**Task brief**
Every line in the records below between the one holding "self.resume_token.as_deref()" and the one holding "TargetChangeState::Add => match", inclusive, is to be set down exactly; all other lines are to be left out.

**Excerpted data**
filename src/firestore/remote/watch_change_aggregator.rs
use std::collections::BTreeMap;

use crate::firestore::api::query::{OrderBy, StructuredQuery};
use crate::firestore::error::{
    inconsistency, internal_error, protocol_violation, FirestoreResult,
};
use crate::firestore::model::{Document, DocumentKey, Timestamp};
use crate::firestore::query_evaluator::compare_documents;
use crate::firestore::remote::remote_event::{DocumentViewChange, WatchSnapshot};
use crate::firestore::remote::watch_change::{
    DocumentChange, ExistenceFilterChange, TargetChangeState, WatchChange, WatchTargetChange,
};

/// Client-side state of a single listen target.
///
/// Watch events are buffered as pending changes and only folded into the visible
/// document set when the server marks a consistent point (a global `NO_CHANGE`
/// with a read time while the target is current). Each fold produces at most one
/// [`WatchSnapshot`].
#[derive(Debug, Clone)]
pub struct WatchState {
    target_id: i32,
    order_by: Vec<OrderBy>,
    current: bool,
    has_emitted: bool,
    documents: BTreeMap<DocumentKey, Document>,
    ordered: Vec<Document>,
    pending: BTreeMap<DocumentKey, Option<Document>>,
    resume_token: Option<Vec<u8>>,
    read_time: Option<Timestamp>,
}

impl WatchState {
    pub fn new(target_id: i32, order_by: Vec<OrderBy>) -> Self {
        Self {
            target_id,
            order_by,
            current: false,
            has_emitted: false,
            documents: BTreeMap::new(),
            ordered: Vec::new(),
            pending: BTreeMap::new(),
            resume_token: None,
            read_time: None,
        }
    }

    /// Listens to `query`, keeping documents in the order the query returns them.
    pub fn for_query(target_id: i32, query: &StructuredQuery) -> Self {
        Self::new(target_id, query.order_by().to_vec())
    }

    pub fn target_id(&self) -> i32 {
        self.target_id
    }

    pub fn is_current(&self) -> bool {
        self.current
    }

    pub fn resume_token(&self) -> Option<&[u8]> {
        self.resume_token.as_deref()
    }

    /// Read time of the last consistent point, emitted or not.
    pub fn read_time(&self) -> Option<Timestamp> {
        self.read_time
    }

    /// Documents of the last computed snapshot, in query order.
    pub fn documents(&self) -> &[Document] {
        &self.ordered
    }

    /// Applies one event. Returns a snapshot when the event completes a
    /// consistent point and either nothing was emitted yet or the document set
    /// changed.
    ///
    /// Any error leaves the state unusable; the subscription must be torn down.
    pub fn resolve_event(&mut self, change: WatchChange) -> FirestoreResult<Option<WatchSnapshot>> {
        match change {
            WatchChange::TargetChange(change) => self.handle_target_change(change),
            WatchChange::DocumentChange(change) => {
                self.handle_document_change(change);
                Ok(None)
            }
            WatchChange::DocumentDelete(delete) => {
                self.pending.insert(delete.key, None);
                Ok(None)
            }
            WatchChange::DocumentRemove(remove) => {
                self.pending.insert(remove.key, None);
                Ok(None)
            }
            WatchChange::ExistenceFilter(filter) => {
                self.check_existence_filter(filter)?;
                Ok(None)
            }
        }
    }

    fn handle_target_change(
        &mut self,
        change: WatchTargetChange,
    ) -> FirestoreResult<Option<WatchSnapshot>> {
        if let Some(cause) = change.cause {
            log::debug!("watch target {} failed: {cause}", self.target_id);
            return Err(cause);
        }

        match change.state {
            TargetChangeState::NoChange => {
                if let Some(token) = change.resume_token {
                    self.resume_token = Some(token);
                }
                match change.read_time {
                    Some(read_time) if change.target_ids.is_empty() && self.current => {
                        self.compute_snapshot(read_time)
                    }
                    _ => Ok(None),
                }
            }
            TargetChangeState::Add => match change.target_ids.first() {
                Some(id) if *id == self.target_id => Ok(None),
                Some(id) => Err(protocol_violation(format!(
                    "Target {id} added on the stream for target {}",
                    self.target_id
                ))),
                None => Ok(None),
            },
            TargetChangeState::Remove => Err(protocol_violation(format!(
                "Target {} removed by the server without a cause",
                self.target_id
            ))),
            TargetChangeState::Current => {
                self.current = true;
                Ok(None)
            }
            TargetChangeState::Reset => {
                self.reset();
                Ok(None)
            }
        }
    }

    fn handle_document_change(&mut self, change: DocumentChange) {
        let key = change.document.key().clone();
        if change.target_ids.contains(&self.target_id) {
            self.pending.insert(key, Some(change.document));
        } else if change.removed_target_ids.contains(&self.target_id) {
            self.pending.insert(key, None);
        }
    }

    fn check_existence_filter(&self, filter: ExistenceFilterChange) -> FirestoreResult<()> {
        let expected = self.pending_size();
        if i64::from(filter.count) != expected as i64 {
            return Err(inconsistency(format!(
                "Existence filter for target {} reports {} documents, client expects {expected}",
                self.target_id, filter.count
            )));
        }
        Ok(())
    }

    /// Number of documents the target would hold if pending changes were applied.
    fn pending_size(&self) -> usize {
        let mut size = self.documents.len();
        for (key, change) in &self.pending {
            match (change, self.documents.contains_key(key)) {
                (Some(_), false) => size += 1,
                (None, true) => size -= 1,
                _ => {}
            }
        }
        size
    }

    /// Forgets everything since the last snapshot: pending changes are dropped and
    /// every document of the last snapshot is marked deleted until the server
    /// sends it again.
    fn reset(&mut self) {
        log::debug!(
            "watch target {} reset with {} documents",
            self.target_id,
            self.documents.len()
        );
        self.pending = self
            .documents
            .keys()
            .map(|key| (key.clone(), None))
            .collect();
        self.current = false;
    }

    fn compute_snapshot(&mut self, read_time: Timestamp) -> FirestoreResult<Option<WatchSnapshot>> {
        let mut deletes = Vec::new();
        let mut adds = Vec::new();
        let mut updates = Vec::new();
        for (key, change) in std::mem::take(&mut self.pending) {
            match (change, self.documents.get(&key)) {
                (None, Some(old)) => deletes.push(old.clone()),
                (None, None) => {}
                (Some(document), None) => adds.push(document),
                (Some(document), Some(old)) => {
                    if document.update_time() != old.update_time() {
                        updates.push(document);
                    }
                }
            }
        }

        let order_by = &self.order_by;
        deletes.sort_by(|left, right| compare_documents(left, right, order_by));
        adds.sort_by(|left, right| compare_documents(left, right, order_by));
        updates.sort_by(|left, right| compare_documents(left, right, order_by));

        let mut changes = Vec::with_capacity(deletes.len() + adds.len() + updates.len());
        for old in deletes {
            let old_index = self.remove_ordered(&old)?;
            self.documents.remove(old.key());
            changes.push(DocumentViewChange::removed(old, old_index));
        }
        for document in adds {
            let new_index = self.insert_ordered(document.clone());
            self.documents.insert(document.key().clone(), document.clone());
            changes.push(DocumentViewChange::added(document, new_index));
        }
        for document in updates {
            let old = self.documents.get(document.key()).cloned().ok_or_else(|| {
                internal_error(format!("Modified document {} is not tracked", document.key()))
            })?;
            let old_index = self.remove_ordered(&old)?;
            let new_index = self.insert_ordered(document.clone());
            self.documents.insert(document.key().clone(), document.clone());
            changes.push(DocumentViewChange::modified(document, old_index, new_index));
        }

        self.read_time = Some(read_time);
        if self.has_emitted && changes.is_empty() {
            return Ok(None);
        }
        self.has_emitted = true;

        log::debug!(
            "watch target {} snapshot at {read_time}: {} documents, {} changes",
            self.target_id,
            self.ordered.len(),
            changes.len()
        );
        Ok(Some(WatchSnapshot {
            read_time,
            documents: self.ordered.clone(),
            changes,
        }))
    }

    fn remove_ordered(&mut self, document: &Document) -> FirestoreResult<usize> {
        let order_by = &self.order_by;
        let index = self
            .ordered
            .binary_search_by(|probe| compare_documents(probe, document, order_by))
            .map_err(|_| {
                internal_error(format!("Document {} missing from sorted view", document.key()))
            })?;
        self.ordered.remove(index);
        Ok(index)
    }

    fn insert_ordered(&mut self, document: Document) -> usize {
        let order_by = &self.order_by;
        let index = self.ordered.partition_point(|probe| {
            compare_documents(probe, &document, order_by) == std::cmp::Ordering::Less
        });
        self.ordered.insert(index, document);
        index
    }
}
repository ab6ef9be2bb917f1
pub mod runtime;
#[cfg(test)]
mod tests {
    use super::*;
    use crate::firestore::test_support::{doc_key, field_path, fields, int};

    fn serializer() -> JsonProtoSerializer {
        JsonProtoSerializer::new(DatabaseId::default("projectID"))
    }

    #[test]
    fn encodes_update_write_with_mask_and_precondition() {
        let write = Write::new(
            WriteOperation::Update {
                key: doc_key("C/d"),
                fields: MapValue::new(fields([("a", int(1))])),
                mask: Some(vec![field_path(&["a"]), field_path(&["b", "c.d"])]),
            },
            Some(Precondition::Exists(true)),
        );

        let encoded = serializer().encode_write(&write).unwrap();
        assert_eq!(
            encoded,
            json!({
                "update": {
                    "name": "projects/projectID/databases/(default)/documents/C/d",
                    "fields": { "a": { "integerValue": "1" } }
                },
                "updateMask": { "fieldPaths": ["a", "b.`c.d`"] },
                "currentDocument": { "exists": true }
            })
        );
    }

    #[test]
    fn encodes_transform_write() {
        let write = Write::new(
            WriteOperation::Transform {
                key: doc_key("C/d"),
                field_transforms: vec![
                    FieldTransform::new(field_path(&["a"]), TransformOperation::ServerTimestamp),
                    FieldTransform::new(
                        field_path(&["b"]),
                        TransformOperation::ArrayUnion(vec![int(1), int(2)]),
                    ),
                ],
            },
            Some(Precondition::UpdateTime(Timestamp::new(42, 0))),
        );

        let encoded = serializer().encode_write(&write).unwrap();
        assert_eq!(
            encoded["transform"]["fieldTransforms"],
            json!([
                { "fieldPath": "a", "setToServerValue": "REQUEST_TIME" },
                {
                    "fieldPath": "b",
                    "appendMissingElements": {
                        "values": [{ "integerValue": "1" }, { "integerValue": "2" }]
                    }
                }
            ])
        );
        assert_eq!(
            encoded["currentDocument"],
            json!({ "updateTime": "1970-01-01T00:00:42Z" })
        );
    }

    #[test]
    fn encodes_delete_without_precondition() {
        let write = Write::new(WriteOperation::Delete { key: doc_key("C/d") }, None);
        let encoded = serializer().encode_write(&write).unwrap();
        assert_eq!(
            encoded,
            json!({ "delete": "projects/projectID/databases/(default)/documents/C/d" })
        );
    }

    #[test]
    fn refuses_to_encode_sentinels() {
        let err = serializer()
            .encode_value(&FirestoreValue::server_timestamp())
            .unwrap_err();
        assert_eq!(err.code_str(), "firestore/sentinel-misuse");
    }

    #[test]
    fn decodes_documents() {
        let document = serializer()
            .decode_document(&json!({
                "name": "projects/projectID/databases/(default)/documents/C/d1",
                "fields": {
                    "a": { "integerValue": "3" },
                    "nested": { "mapValue": { "fields": { "flag": { "booleanValue": true } } } },
                    "n": { "doubleValue": "NaN" }
                },
                "createTime": "1970-01-01T00:00:01Z",
                "updateTime": "1970-01-01T00:00:02.5Z"
            }))
            .unwrap();

        assert_eq!(document.key(), &doc_key("C/d1"));
        assert_eq!(document.field(&field_path(&["a"])), Some(&int(3)));
        assert_eq!(
            document.field(&field_path(&["nested", "flag"])),
            Some(&FirestoreValue::from_bool(true))
        );
        assert!(document.field(&field_path(&["n"])).unwrap().is_nan());
        assert_eq!(document.create_time(), Some(Timestamp::new(1, 0)));
        assert_eq!(document.update_time(), Some(Timestamp::new(2, 500_000_000)));
    }

    #[test]
    fn rejects_documents_from_other_databases() {
        let err = serializer()
            .decode_document(&json!({
                "name": "projects/other/databases/(default)/documents/C/d1"
            }))
            .unwrap_err();
        assert_eq!(err.code_str(), "firestore/malformed-path");
    }

    #[test]
    fn encodes_non_finite_doubles_as_strings() {
        let encoded = serializer()
            .encode_value(&FirestoreValue::from_double(f64::NAN))
            .unwrap();
        assert_eq!(encoded, json!({ "doubleValue": "NaN" }));
        let decoded = serializer().decode_value(&encoded).unwrap();
        assert!(decoded.is_nan());
    }

    #[test]
    fn rejects_ambiguous_or_unsupported_values() {
        let err = serializer()
            .decode_value(&json!({ "stringValue": "a", "integerValue": "1" }))
            .unwrap_err();
        assert_eq!(err.code_str(), "firestore/invalid-argument");
        assert!(serializer()
            .decode_value(&json!({ "bytesValue": "AA==" }))
            .is_err());
    }
}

**Task response**
        self.resume_token.as_deref()
    }

    /// Read time of the last consistent point, emitted or not.
    pub fn read_time(&self) -> Option<Timestamp> {
        self.read_time
    }

    /// Documents of the last computed snapshot, in query order.
    pub fn documents(&self) -> &[Document] {
        &self.ordered
    }

    /// Applies one event. Returns a snapshot when the event completes a
    /// consistent point and either nothing was emitted yet or the document set
    /// changed.
    ///
    /// Any error leaves the state unusable; the subscription must be torn down.
    pub fn resolve_event(&mut self, change: WatchChange) -> FirestoreResult<Option<WatchSnapshot>> {
        match change {
            WatchChange::TargetChange(change) => self.handle_target_change(change),
            WatchChange::DocumentChange(change) => {
                self.handle_document_change(change);
                Ok(None)
            }
            WatchChange::DocumentDelete(delete) => {
                self.pending.insert(delete.key, None);
                Ok(None)
            }
            WatchChange::DocumentRemove(remove) => {
                self.pending.insert(remove.key, None);
                Ok(None)
            }
            WatchChange::ExistenceFilter(filter) => {
                self.check_existence_filter(filter)?;
                Ok(None)
            }
        }
    }

    fn handle_target_change(
        &mut self,
        change: WatchTargetChange,
    ) -> FirestoreResult<Option<WatchSnapshot>> {
        if let Some(cause) = change.cause {
            log::debug!("watch target {} failed: {cause}", self.target_id);
            return Err(cause);
        }

        match change.state {
            TargetChangeState::NoChange => {
                if let Some(token) = change.resume_token {
                    self.resume_token = Some(token);
                }
                match change.read_time {
                    Some(read_time) if change.target_ids.is_empty() && self.current => {
                        self.compute_snapshot(read_time)
                    }
                    _ => Ok(None),
                }
            }
            TargetChangeState::Add => match change.target_ids.first() {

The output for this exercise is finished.